For the records below, tally the lines that include the word "returned" and report the number alone.

▬▬▬▬▬▬

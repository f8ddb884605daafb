//! Service catalog and pricing table types.

use serde::{Deserialize, Serialize};

/// A bookable service as returned by `GET /api/services`.
///
/// `name` is the identifier within the catalog: drafts, quotes and the
/// pricing table all refer to a service by name.
#[derive(Debug, Clone, PartialEq, Serialize, Deserialize)]
pub struct Service {
    pub name: String,
    #[serde(default)]
    pub description: String,
    pub base_price: f64,
    pub duration_minutes: u32,
}

impl Service {
    /// Price formatted for display, e.g. `$15.00`.
    pub fn display_price(&self) -> String {
        format!("${:.2}", self.base_price)
    }

    /// Duration formatted for display, e.g. `~ 30 min`.
    pub fn display_duration(&self) -> String {
        format!("~ {} min", self.duration_minutes)
    }
}

/// A pricing tier scoped to one service.
#[derive(Debug, Clone, PartialEq, Serialize, Deserialize)]
pub struct Package {
    pub name: String,
}

/// The packages offered for one service, keyed by the service's name.
#[derive(Debug, Clone, PartialEq, Serialize, Deserialize)]
pub struct ServicePricing {
    pub name: String,
    #[serde(default)]
    pub packages: Vec<Package>,
}

/// Pricing table as returned by `GET /api/pricing`.
#[derive(Debug, Clone, Default, PartialEq, Serialize, Deserialize)]
pub struct PricingTable {
    #[serde(default)]
    pub services: Vec<ServicePricing>,
}

impl PricingTable {
    /// Packages offered for `service_name`, or an empty slice when the
    /// table has no entry for it.
    pub fn packages_for(&self, service_name: &str) -> &[Package] {
        self.services
            .iter()
            .find(|s| s.name == service_name)
            .map(|s| s.packages.as_slice())
            .unwrap_or(&[])
    }
}

/// Look up a service by name in a fetched catalog.
pub fn find_service<'a>(services: &'a [Service], name: &str) -> Option<&'a Service> {
    services.iter().find(|s| s.name == name)
}
//! Booking workflow logic and backend port definitions for Car Home Services.
//!
//! This crate defines the "port" (the [`api::BookingApi`] trait) that the
//! infrastructure layer implements, plus the UI-agnostic state behind the
//! customer booking page and the admin page. It depends only on
//! `carcare-types` -- never on `carcare-infra` or any HTTP crate.

pub mod api;
pub mod draft;
pub mod page;
pub mod transition;

#[cfg(test)]
pub(crate) mod mock;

▬▬▬▬▬▬

_Response to this exercise_
2